Sebelumnya, Humas Pengadilan Negeri Jakarta Timur Alex Adam Faisal mengatakan, JPU telah mengajukan banding untuk perkara nomor 221, 222, dan 226. Perkara nomor 221 merupakan berkas untuk terdakwa Habib Rizieq dalam kasus kerumunan saat acara Maulid Nabi Muhammad SAW dan pernikahan putrinya.
Sedangkan perkara nomor 222 merupakan berkas untuk lima mantan petinggi Front Pembela Islam (FPI), yaiti Haris Ubaidillah, Ahmad Sabri Lubis, Ali Alwi Alatas, Idrus Al Habsyi dan Maman Suryadi dalam kasus sama.

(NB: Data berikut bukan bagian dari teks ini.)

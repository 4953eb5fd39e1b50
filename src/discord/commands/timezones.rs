use crate::discord::{Context, Error};
use chrono::Utc;

const PARSE_ERROR_REPLY: &str = "```Parse Error```";

/// Show a time in the team's time zones. Defaults to now.
///
/// Examples: `time`, `time 21:30`, `time 2024-05-01 9pm JST`, `time 08:00 +0900`
#[poise::command(prefix_command)]
pub async fn time(
    ctx: Context<'_>,
    #[description = "Date, time and zone"] args: Vec<String>,
) -> Result<(), Error> {
    let timezones = &ctx.data().timezones;
    let now = Utc::now();

    let reply = if args.is_empty() {
        timezones.render(now)
    } else {
        match timezones.parse(&args.join(" "), now) {
            Ok(at) => timezones.render(at),
            Err(e) => {
                tracing::debug!(input = %args.join(" "), "Could not parse time: {}", e);
                PARSE_ERROR_REPLY.to_string()
            }
        }
    };

    ctx.say(reply).await?;
    Ok(())
}
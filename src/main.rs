// This is the entry point of the Discord bot.
//
// **Architecture Overview:**
// - `core/` = Business logic (platform-agnostic)
// - `infra/` = Implementations of core traits (HTTP APIs)
// - `discord/` = Discord-specific adapters (commands, serenity-backed ports)
//
// This file's job is to:
// 1. Load configuration
// 2. Initialize services (dependency injection)
// 3. Set up the Discord framework
// 4. Shut down cleanly on Ctrl-C / SIGTERM

// These attrs point each module declaration at a more descriptive root file
// so we don't end up with half a dozen mod.rs files that all look the same.
#[path = "core/core_layer.rs"]
mod core;
#[path = "discord/discord_layer.rs"]
mod discord;
#[path = "infra/infra_layer.rs"]
mod infra;

use crate::core::emoji_stats::{EmojiStatsConfig, EmojiStatsService};
use crate::core::stock::StockService;
use crate::core::timezones::TimezoneService;
use crate::discord::commands::{all_commands, presence, split_prefix};
use crate::discord::Data;
use crate::infra::stock::YahooFinanceClient;
use anyhow::{bail, Context as _};
use dashmap::DashMap;
use poise::serenity_prelude as serenity;
use std::sync::Arc;
use std::time::Duration as StdDuration;

const DEFAULT_PREFIX: &str = "$";
const TOKEN_FILE: &str = "bot-token";

struct BotConfig {
    token: String,
    prefix: String,
    emoji_stats: EmojiStatsConfig,
}

impl BotConfig {
    fn from_env() -> anyhow::Result<Self> {
        let token = match std::env::var("DISCORD_TOKEN") {
            Ok(token) => token,
            Err(_) => std::fs::read_to_string(TOKEN_FILE).with_context(|| {
                format!("Missing DISCORD_TOKEN and could not read the {TOKEN_FILE} file")
            })?,
        };
        let token = token.trim().to_string();
        if token.is_empty() {
            bail!("The Discord token is empty");
        }

        let prefix = std::env::var("BOT_PREFIX").unwrap_or_else(|_| DEFAULT_PREFIX.to_string());
        if prefix.trim().is_empty() {
            bail!("BOT_PREFIX must not be blank");
        }

        let emoji_stats = emoji_stats_config(
            std::env::var("EMOJI_SCAN_WEEKS").ok().as_deref(),
            std::env::var("EMOJI_SCAN_CHANNEL_TIMEOUT_SECS").ok().as_deref(),
        )?;

        Ok(Self {
            token,
            prefix,
            emoji_stats,
        })
    }
}

fn emoji_stats_config(weeks: Option<&str>, timeout_secs: Option<&str>) -> anyhow::Result<EmojiStatsConfig> {
    let mut config = EmojiStatsConfig::default();

    if let Some(weeks) = weeks {
        let weeks: i64 = weeks
            .trim()
            .parse()
            .with_context(|| format!("EMOJI_SCAN_WEEKS is not a number: {weeks}"))?;
        if weeks <= 0 {
            bail!("EMOJI_SCAN_WEEKS must be positive, got {weeks}");
        }
        config.lookback = chrono::Duration::weeks(weeks);
    }

    if let Some(secs) = timeout_secs {
        let secs: u64 = secs
            .trim()
            .parse()
            .with_context(|| format!("EMOJI_SCAN_CHANNEL_TIMEOUT_SECS is not a number: {secs}"))?;
        config.channel_timeout = (secs > 0).then(|| StdDuration::from_secs(secs));
    }

    Ok(config)
}

/// Only MESSAGE_CONTENT is privileged; the bot's own member is fetched over
/// HTTP when the cache lacks it.
fn gateway_intents() -> serenity::GatewayIntents {
    serenity::GatewayIntents::GUILDS
        | serenity::GatewayIntents::GUILD_MESSAGES
        | serenity::GatewayIntents::MESSAGE_CONTENT // Required to read message content
        | serenity::GatewayIntents::GUILD_EMOJIS_AND_STICKERS
}

/// Resolves when the process receives SIGINT or SIGTERM.
async fn shutdown_signal() {
    let ctrl_c = async {
        if let Err(e) = tokio::signal::ctrl_c().await {
            tracing::error!("Failed to listen for Ctrl+C: {}", e);
            std::future::pending::<()>().await;
        }
    };

    #[cfg(unix)]
    let sigterm = async {
        match tokio::signal::unix::signal(tokio::signal::unix::SignalKind::terminate()) {
            Ok(mut signal) => {
                signal.recv().await;
            }
            Err(e) => {
                tracing::error!("Failed to listen for SIGTERM: {}", e);
                std::future::pending::<()>().await;
            }
        }
    };
    #[cfg(not(unix))]
    let sigterm = std::future::pending::<()>();

    tokio::select! {
        _ = ctrl_c => {}
        _ = sigterm => {}
    }
}

#[tokio::main]
async fn main() -> anyhow::Result<()> {
    // Initialize logging so we can see what's happening
    tracing_subscriber::fmt::init();

    // Load environment variables from .env file (if it exists)
    dotenv::dotenv().ok();

    let config = BotConfig::from_env()?;

    // ========================================================================
    // DEPENDENCY INJECTION
    // ========================================================================
    // This is the "composition root" where we wire everything together.

    tracing::info!(
        lookback_days = config.emoji_stats.lookback.num_days(),
        channel_timeout = ?config.emoji_stats.channel_timeout,
        "Emoji stats configured"
    );
    let emoji_stats = Arc::new(EmojiStatsService::new(config.emoji_stats));
    let timezones = Arc::new(TimezoneService::new());
    let stock_client = YahooFinanceClient::new().context("Failed to create the Yahoo Finance client")?;
    let stocks = Arc::new(StockService::new(stock_client));

    let data = Data {
        emoji_stats,
        timezones,
        stocks,
        active_scans: DashMap::new(),
        prefix: config.prefix,
    };

    // ========================================================================
    // DISCORD FRAMEWORK SETUP
    // ========================================================================

    let intents = gateway_intents();

    let framework = poise::Framework::builder()
        .options(poise::FrameworkOptions {
            commands: all_commands(),
            prefix_options: poise::PrefixFrameworkOptions {
                // `$ emoji` and `$emoji` are the same command.
                stripped_dynamic_prefix: Some(|_ctx, msg, data| {
                    Box::pin(async move { Ok(split_prefix(&msg.content, &data.prefix)) })
                }),
                case_insensitive_commands: true,
                ..Default::default()
            },
            pre_command: |ctx| {
                Box::pin(async move {
                    tracing::debug!(
                        command = %ctx.command().qualified_name,
                        user = %ctx.author().name,
                        "Running command"
                    );
                })
            },
            ..Default::default()
        })
        .setup(|ctx, ready, _framework| {
            Box::pin(async move {
                tracing::info!(
                    user = %ready.user.name,
                    id = %ready.user.id,
                    guilds = ready.guilds.len(),
                    "Bot is ready"
                );
                presence::on_ready(ctx, &data.prefix);
                Ok(data)
            })
        })
        .build();

    let mut client = serenity::ClientBuilder::new(&config.token, intents)
        .framework(framework)
        .await
        .context("Error creating client")?;

    let shard_manager = Arc::clone(&client.shard_manager);
    tokio::spawn(async move {
        shutdown_signal().await;
        tracing::info!("Shutdown signal received, disconnecting");
        shard_manager.shutdown_all().await;
    });

    client.start().await.context("Error running bot")?;
    tracing::info!("Bot stopped");
    Ok(())
}

#[cfg(test)]
mod tests {
    use super::*;

    #[test]
    fn defaults_when_unset() {
        let config = emoji_stats_config(None, None).unwrap();
        assert_eq!(config.lookback, chrono::Duration::weeks(12));
        assert_eq!(config.channel_timeout, None);
    }

    #[test]
    fn reads_weeks_and_timeout() {
        let config = emoji_stats_config(Some("4"), Some(" 30 ")).unwrap();
        assert_eq!(config.lookback, chrono::Duration::weeks(4));
        assert_eq!(config.channel_timeout, Some(StdDuration::from_secs(30)));
    }

    #[test]
    fn zero_timeout_means_no_limit() {
        let config = emoji_stats_config(None, Some("0")).unwrap();
        assert_eq!(config.channel_timeout, None);
    }

    #[test]
    fn intents_avoid_the_member_list() {
        let intents = gateway_intents();
        assert!(!intents.contains(serenity::GatewayIntents::GUILD_MEMBERS));
        assert!(!intents.contains(serenity::GatewayIntents::GUILD_PRESENCES));
        assert!(intents.contains(serenity::GatewayIntents::MESSAGE_CONTENT));
    }

    #[test]
    fn rejects_bad_weeks() {
        assert!(emoji_stats_config(Some("soon"), None).is_err());
        assert!(emoji_stats_config(Some("0"), None).is_err());
    }
}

Sementara perkara 226 merupakan berkas untuk Rizieq dalam kasus kerumunan warga di Pondok Pesantren Alam Agrokultural Megamendung Markaz Syariah, Megamendung, Kabupaten Bogor.
"Tanggal 28 Mei 2021, Jaksa (Penuntut Umum) menyatakan banding terhadap perkara 221, 222, 226," kata Alex Adam Faisal saat dikonfirmasi di Jakarta, Senin (31/5/2021).